(Montréal) Le gouvernement Legault se retrouve avec une plainte déposée contre lui à l’Organisation internationale du travail — une agence de l’ONU — par le syndicat des Métallos, à cause des déclarations du premier ministre dans le dossier de l’Aluminerie de Bécancour.

Dans sa plainte, qui a été présentée aux médias au cours d’une conférence de presse, lundi à Montréal, le syndicat des Métallos, qui est affilié à la FTQ, reproche au premier ministre François Legault un parti pris évident en faveur de l’employeur.

«Le gouvernement a traversé une ligne qu’il ne devait pas traverser, c’est-à-dire prendre position dans un conflit, où est-ce que le premier ministre, son rôle devrait être plutôt de ramener les gens ensemble à une table de négociation», a lancé le directeur québécois des Métallos, Alain Croteau.

À plusieurs occasions, le premier ministre Legault avait qualifié de déraisonnables les demandes du syndicat et avait tenté d’accroître la pression sur les syndiqués en estimant le coût du conflit de travail à 500 millions pour la région. Il avait révélé que les travailleurs gagnaient quelque 90 000 $ et avait notamment critiqué le nombre d’heures de libérations syndicales et les contributions des parties au régime de retraite.

Or, les 1030 syndiqués d’ABI ne font pas la grève. C’est plutôt l’entreprise qui a décrété un lock-out, le 11 janvier 2018, en les mettant à la rue.

De plus, le président de la section locale 9700 du syndicat des Métallos, Clément Masse, a souligné que le syndicat n’a fait aucune demande; c’est plutôt l’employeur qui demande des concessions aux syndiqués. «Depuis le début, on n’a jamais été en demande dans ce dossier-là ; c’est toujours l’employeur qui est en demande», s’est exclamé M. Croteau.

«Du jamais vu au Québec»

Dominic Lemieux, adjoint au directeur québécois du syndicat des Métallos, estime que le premier ministre a ainsi critiqué le syndicat ou les travailleurs «neuf ou douze fois», sans émettre de critiques du même ordre à l’endroit de l’employeur, la multinationale Alcoa, qui est copropriétaire d’ABI avec Rio Tinto (respectivement 75 et 25%).

«C’est assez inusité de voir qu’un premier ministre puisse agir comme ça. On n’a jamais vu au Québec, dans l’histoire moderne, une telle ingérence de la part d’un gouvernement», a critiqué M. Lemieux.

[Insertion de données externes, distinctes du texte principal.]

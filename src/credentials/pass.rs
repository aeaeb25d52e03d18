//! Password-store (pass) credential backend.
//!
//! Each entry can hold several fields as `field-name: value` lines. The first
//! line is the password.

use std::collections::HashMap;
use std::process::Command;

use anyhow::{Context, Result};
use async_trait::async_trait;
use secrecy::SecretString;
use serde::{Deserialize, Serialize};

use super::CredentialStore;

/// Configuration for a pass credential store.
#[derive(Debug, Clone, Serialize, Deserialize)]
pub struct PassConfig {
    /// The pass entry path (e.g., "office/wps-docs").
    pub path: String,

    /// Mapping from logical key names to field names in the pass entry.
    /// If not specified, the logical key name is used as-is.
    #[serde(default)]
    pub fields: HashMap<String, String>,
}

/// Credential store backed by password-store (pass).
pub struct PassCredentialStore {
    config: PassConfig,
}

impl PassCredentialStore {
    pub fn new(config: PassConfig) -> Self {
        Self { config }
    }

    fn field_name<'a>(&'a self, key: &'a str) -> &'a str {
        self.config
            .fields
            .get(key)
            .map(|s| s.as_str())
            .unwrap_or(key)
    }

    fn read_entry(&self) -> Result<PassEntry> {
        let output = Command::new("pass")
            .arg("show")
            .arg(&self.config.path)
            .output()
            .context("Failed to run pass command")?;

        if !output.status.success() {
            let stderr = String::from_utf8_lossy(&output.stderr);
            anyhow::bail!("pass command failed: {}", stderr.trim());
        }

        let content = String::from_utf8(output.stdout).context("Invalid UTF-8 in pass output")?;

        Ok(PassEntry::parse(&content))
    }
}

#[async_trait]
impl CredentialStore for PassCredentialStore {
    async fn get(&self, key: &str) -> Result<Option<SecretString>> {
        let field = self.field_name(key).to_string();
        let path = self.config.path.clone();
        let store = PassCredentialStore::new(self.config.clone());

        // `pass` may block on a gpg-agent pinentry.
        let entry = tokio::task::spawn_blocking(move || store.read_entry())
            .await
            .with_context(|| format!("pass lookup for {path} panicked"))??;

        Ok(entry.fields.get(&field).map(|v| SecretString::from(v.clone())))
    }
}

/// Parsed pass entry.
#[derive(Debug, Default)]
struct PassEntry {
    fields: HashMap<String, String>,
}

impl PassEntry {
    fn parse(content: &str) -> Self {
        let mut lines = content.lines();
        let mut fields = HashMap::new();

        if let Some(password) = lines.next() {
            fields.insert("password".to_string(), password.to_string());
        }

        for line in lines {
            if let Some((key, value)) = line.split_once(": ") {
                fields.insert(key.trim().to_string(), value.to_string());
            }
        }

        Self { fields }
    }
}
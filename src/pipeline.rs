//! End-to-end run: log in, download the stock sheet, reconcile it, upload the result.
//!
//! Every step is awaited in order and any failure aborts the rest. The
//! browser session is terminated exactly once on every exit path.

use std::fmt;
use std::path::PathBuf;

use chrono::{DateTime, Utc};
use serde::Serialize;

use crate::browser::DocumentSession;
use crate::config::{Readiness, ResolvedConfig};
use crate::dialog::{select_dialog_automation, NativeDialogAutomation, UploadMode};
use crate::error::Result;
use crate::merge;
use crate::watcher::DownloadWatch;

/// Progress of a run. Logged on every transition.
#[derive(Debug, Clone, Copy, PartialEq, Eq)]
pub enum Stage {
    Start,
    LoggedIn,
    OnDocumentPage,
    DownloadTriggered,
    FileArrived,
    Reconciled,
    OnUploadPage,
    DialogOpened,
    PathTyped,
    ManualWait,
    Done,
}

impl fmt::Display for Stage {
    fn fmt(&self, f: &mut fmt::Formatter<'_>) -> fmt::Result {
        let name = match self {
            Stage::Start => "start",
            Stage::LoggedIn => "logged_in",
            Stage::OnDocumentPage => "on_document_page",
            Stage::DownloadTriggered => "download_triggered",
            Stage::FileArrived => "file_arrived",
            Stage::Reconciled => "reconciled",
            Stage::OnUploadPage => "on_upload_page",
            Stage::DialogOpened => "dialog_opened",
            Stage::PathTyped => "path_typed",
            Stage::ManualWait => "manual_wait",
            Stage::Done => "done",
        };
        f.write_str(name)
    }
}

/// Summary of a successful run.
#[derive(Debug, Clone, Serialize)]
pub struct RunReport {
    pub started_at: DateTime<Utc>,
    pub finished_at: DateTime<Utc>,
    pub stock_path: PathBuf,
    pub output_path: PathBuf,
    /// Number of sales entries applied, not units sold.
    pub sales_rows: usize,
    #[serde(skip_serializing_if = "Vec::is_empty")]
    pub dropped_products: Vec<String>,
    /// `None` when uploading is disabled.
    pub upload: Option<UploadMode>,
}

pub struct Pipeline {
    config: ResolvedConfig,
    dialog: Box<dyn NativeDialogAutomation>,
}

impl Pipeline {
    /// Dialog automation is picked here, once, from the platform and config.
    pub fn new(config: ResolvedConfig) -> Self {
        let dialog = select_dialog_automation(&config.upload);
        Self { config, dialog }
    }

    pub fn with_dialog(config: ResolvedConfig, dialog: Box<dyn NativeDialogAutomation>) -> Self {
        Self { config, dialog }
    }

    /// Drive `session` through the whole run, then terminate it.
    ///
    /// If the run fails, that error is returned and a terminate failure is
    /// only logged. If the run succeeds, a terminate failure is returned.
    pub async fn run<S: DocumentSession>(&self, mut session: S) -> Result<RunReport> {
        let started_at = Utc::now();
        tracing::info!(dialog = self.dialog.name(), "Starting stock sync run");

        let mut stage = Stage::Start;
        let outcome = self.drive(&mut session, &mut stage).await;
        let terminated = session.terminate().await;

        match (outcome, terminated) {
            (Ok(partial), Ok(())) => Ok(RunReport {
                started_at,
                finished_at: Utc::now(),
                ..partial
            }),
            (Ok(_), Err(err)) => {
                tracing::error!(error = %err, "Run completed but browser teardown failed");
                Err(err)
            }
            (Err(err), teardown) => {
                if let Err(teardown_err) = teardown {
                    tracing::warn!(error = %teardown_err, "Browser teardown failed after run error");
                }
                tracing::error!(last_stage = %stage, error = %err, "Run failed");
                Err(err)
            }
        }
    }

    async fn drive<S: DocumentSession>(
        &self,
        session: &mut S,
        stage: &mut Stage,
    ) -> Result<RunReport> {
        let config = &self.config;
        let watch = DownloadWatch::from_config(&config.paths, &config.download)?;

        session.login().await?;
        advance(stage, Stage::LoggedIn);

        session.navigate_to(&config.document.url).await?;
        match &config.document.readiness {
            Readiness::FixedDelay { delay } => tokio::time::sleep(*delay).await,
            Readiness::Element { selector, timeout } => {
                session.wait_for_element(selector, *timeout).await?;
            }
        }
        advance(stage, Stage::OnDocumentPage);

        let menu_timeout = config.document.menu_timeout;
        let menu = session
            .wait_for_element(&config.document.file_menu_selector, menu_timeout)
            .await?;
        session.click(&menu).await?;
        let download = session
            .wait_for_element(&config.document.download_entry_selector, menu_timeout)
            .await?;
        session.click(&download).await?;
        advance(stage, Stage::DownloadTriggered);

        let stock_path = watch.await_file().await?;
        advance(stage, Stage::FileArrived);

        let summary = merge::reconcile(
            &stock_path,
            &config.paths.sales_file,
            &config.paths.output_file,
        )?;
        advance(stage, Stage::Reconciled);

        let mut report = RunReport {
            started_at: Utc::now(),
            finished_at: Utc::now(),
            stock_path,
            output_path: summary.output_path,
            sales_rows: summary.sales_rows,
            dropped_products: summary.dropped_products,
            upload: None,
        };

        if !config.upload.enabled {
            tracing::info!("Upload disabled; stopping after reconciliation");
            advance(stage, Stage::Done);
            return Ok(report);
        }

        let upload = &config.upload;
        session.navigate_to(&upload.url).await?;
        advance(stage, Stage::OnUploadPage);

        let upload_button = session
            .wait_for_element(&upload.upload_button_selector, upload.button_timeout)
            .await?;
        session.click(&upload_button).await?;
        let file_button = session
            .wait_for_element(&upload.file_button_selector, upload.button_timeout)
            .await?;
        session.click(&file_button).await?;
        advance(stage, Stage::DialogOpened);

        let mode = self.dialog.type_and_confirm(&report.output_path).await?;
        match mode {
            UploadMode::Automated => {
                advance(stage, Stage::PathTyped);
                tokio::time::sleep(upload.post_upload_settle).await;
            }
            UploadMode::Manual => advance(stage, Stage::ManualWait),
        }
        report.upload = Some(mode);

        advance(stage, Stage::Done);
        Ok(report)
    }
}

fn advance(stage: &mut Stage, next: Stage) {
    tracing::info!(from = %stage, stage = %next, "Stage complete");
    *stage = next;
}
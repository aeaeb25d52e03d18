//! Environment-variable credential backend.

use std::collections::HashMap;

use anyhow::Result;
use async_trait::async_trait;
use secrecy::SecretString;
use serde::{Deserialize, Serialize};

use super::CredentialStore;

/// Configuration for an environment credential store.
#[derive(Debug, Clone, Default, Serialize, Deserialize)]
pub struct EnvConfig {
    /// Mapping from logical key names to variable names. Unmapped keys are
    /// read from `STOCKSYNC_<KEY>`.
    #[serde(default)]
    pub vars: HashMap<String, String>,
}

pub struct EnvCredentialStore {
    config: EnvConfig,
}

impl EnvCredentialStore {
    pub fn new(config: EnvConfig) -> Self {
        Self { config }
    }

    fn var_name(&self, key: &str) -> String {
        self.config
            .vars
            .get(key)
            .cloned()
            .unwrap_or_else(|| format!("STOCKSYNC_{}", key.to_uppercase()))
    }
}

#[async_trait]
impl CredentialStore for EnvCredentialStore {
    async fn get(&self, key: &str) -> Result<Option<SecretString>> {
        match std::env::var(self.var_name(key)) {
            Ok(value) if !value.is_empty() => Ok(Some(SecretString::from(value))),
            Ok(_) | Err(std::env::VarError::NotPresent) => Ok(None),
            Err(err @ std::env::VarError::NotUnicode(_)) => {
                anyhow::bail!("{} is not valid UTF-8: {err}", self.var_name(key))
            }
        }
    }
}
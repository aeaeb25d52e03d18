//! Errors raised by the pipeline components.
//!
//! Every variant is fatal to the current run. Components return these
//! unchanged and the orchestrator surfaces them after teardown.

use std::fmt;
use std::path::PathBuf;
use std::time::Duration;

use crate::duration::format_duration;

/// Which reconciliation input a [`PipelineError::MissingInput`] refers to.
#[derive(Debug, Clone, Copy, PartialEq, Eq)]
pub enum InputKind {
    Stock,
    Sales,
}

impl fmt::Display for InputKind {
    fn fmt(&self, f: &mut fmt::Formatter<'_>) -> fmt::Result {
        match self {
            InputKind::Stock => f.write_str("stock file"),
            InputKind::Sales => f.write_str("sales file"),
        }
    }
}

#[derive(Debug, thiserror::Error)]
pub enum PipelineError {
    #[error("Login was not confirmed within {}: no {selector:?} element containing {marker:?}", human(.timeout))]
    LoginTimeout {
        selector: String,
        marker: String,
        timeout: Duration,
    },

    #[error("Element {selector:?} did not appear within {}", human(.timeout))]
    ElementNotFound { selector: String, timeout: Duration },

    #[error("No download containing {keyword:?} arrived within {}", human(.timeout))]
    DownloadTimeout { keyword: String, timeout: Duration },

    #[error("Missing {which}: {}", .path.display())]
    MissingInput { which: InputKind, path: PathBuf },

    #[error("{} has no {column:?} column", .path.display())]
    MissingColumn { path: PathBuf, column: String },

    #[error("{} row {row}: {column:?} value {value:?} is not a number", .path.display())]
    InvalidCell {
        path: PathBuf,
        column: String,
        row: usize,
        value: String,
    },

    #[error("Failed to process spreadsheet {}: {reason}", .path.display())]
    Spreadsheet { path: PathBuf, reason: String },

    #[error("Browser error: {0}")]
    Browser(String),

    #[error("Dialog automation failed: {0}")]
    Automation(String),

    #[error("Invalid configuration: {0}")]
    InvalidConfig(String),

    #[error("{context}")]
    Io {
        context: String,
        #[source]
        source: std::io::Error,
    },
}

impl PipelineError {
    pub(crate) fn io(context: impl Into<String>, source: std::io::Error) -> Self {
        Self::Io {
            context: context.into(),
            source,
        }
    }

    pub(crate) fn spreadsheet(path: impl Into<PathBuf>, reason: impl fmt::Display) -> Self {
        Self::Spreadsheet {
            path: path.into(),
            reason: reason.to_string(),
        }
    }
}

fn human(duration: &Duration) -> String {
    format_duration(*duration)
}

pub type Result<T, E = PipelineError> = std::result::Result<T, E>;
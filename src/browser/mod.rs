//! Browser session against the document service.
//!
//! The pipeline only talks to the [`DocumentSession`] trait. The Chrome
//! DevTools implementation lives in [`chromium`] behind the `browser` feature.

#[cfg(feature = "browser")]
pub mod chromium;

#[cfg(feature = "browser")]
pub use chromium::ChromiumSession;

use std::time::Duration;

use crate::config::LoginConfig;
use crate::credentials::{CredentialConfig, LoginCredentials};
use crate::error::{PipelineError, Result};

/// One authenticated browser session.
///
/// Every wait is bounded by the caller. [`terminate`](Self::terminate) must be
/// called exactly once; the pipeline guarantees this on every exit path.
#[async_trait::async_trait]
pub trait DocumentSession: Send {
    /// Handle to an element found on the current page.
    type Element: Send + Sync;

    /// Sign in and block until the login success marker shows up.
    async fn login(&mut self) -> Result<()>;

    async fn navigate_to(&mut self, url: &str) -> Result<()>;

    /// Poll for `selector` until it is present or `max_wait` elapses.
    async fn wait_for_element(
        &mut self,
        selector: &str,
        max_wait: Duration,
    ) -> Result<Self::Element>;

    async fn click(&mut self, element: &Self::Element) -> Result<()>;

    /// Close the browser and release its process.
    async fn terminate(&mut self) -> Result<()>;
}

/// Load the login credentials named by `[login] credentials`, if any.
///
/// A configured credentials file without form selectors is rejected up front
/// so the failure doesn't surface halfway through a login.
pub async fn load_login_credentials(login: &LoginConfig) -> Result<Option<LoginCredentials>> {
    let Some(path) = &login.credentials else {
        return Ok(None);
    };

    if login.username_selector.is_none() || login.password_selector.is_none() {
        return Err(PipelineError::InvalidConfig(
            "[login] credentials requires username_selector and password_selector".to_string(),
        ));
    }

    let store = CredentialConfig::load(path)
        .map_err(|e| PipelineError::InvalidConfig(format!("{e:#}")))?
        .build();
    let credentials = LoginCredentials::fetch(store.as_ref())
        .await
        .map_err(|e| PipelineError::InvalidConfig(format!("{e:#}")))?;

    Ok(Some(credentials))
}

À ses yeux, il est clair que par ses interventions à l’encontre des syndiqués et du syndicat, «le premier ministre a nui au processus de négociation».

Celles-ci sont d’ailleurs au point mort, après 17 mois de lock-out précisément mardi.

Dans sa plainte, le syndicat des Métallos invoque la Convention sur la liberté syndicale et la protection du droit syndical de 1948, la Déclaration de l’OIT relative aux principes et aux droits fondamentaux au travail de 1998 et la Déclaration de principes tripartite sur les entreprises multinationales et la politique sociale de 1977.

Après le dépôt de la plainte, lundi, le gouvernement devra y répondre et s’expliquer. Le processus est long; il peut prendre un à deux ans, a souligné l’avocate au dossier, Me Katherine-Sarah Larouche.

L’Organisation internationale du travail est une agence de l’ONU qui réunit des gouvernements, des employeurs et des travailleurs de 187 pays. Elle peut émettre des recommandations. Son pouvoir est donc essentiellement moral.

Réplique de Legault

Interrogé alors qu’il participait à la Conférence de Montréal, le premier ministre Legault n’a pas voulu retirer ses propos. Il a simplement répliqué : «J’essaie de régler les problèmes, puis j’ai donné mon opinion et je n’ai rien à ajouter».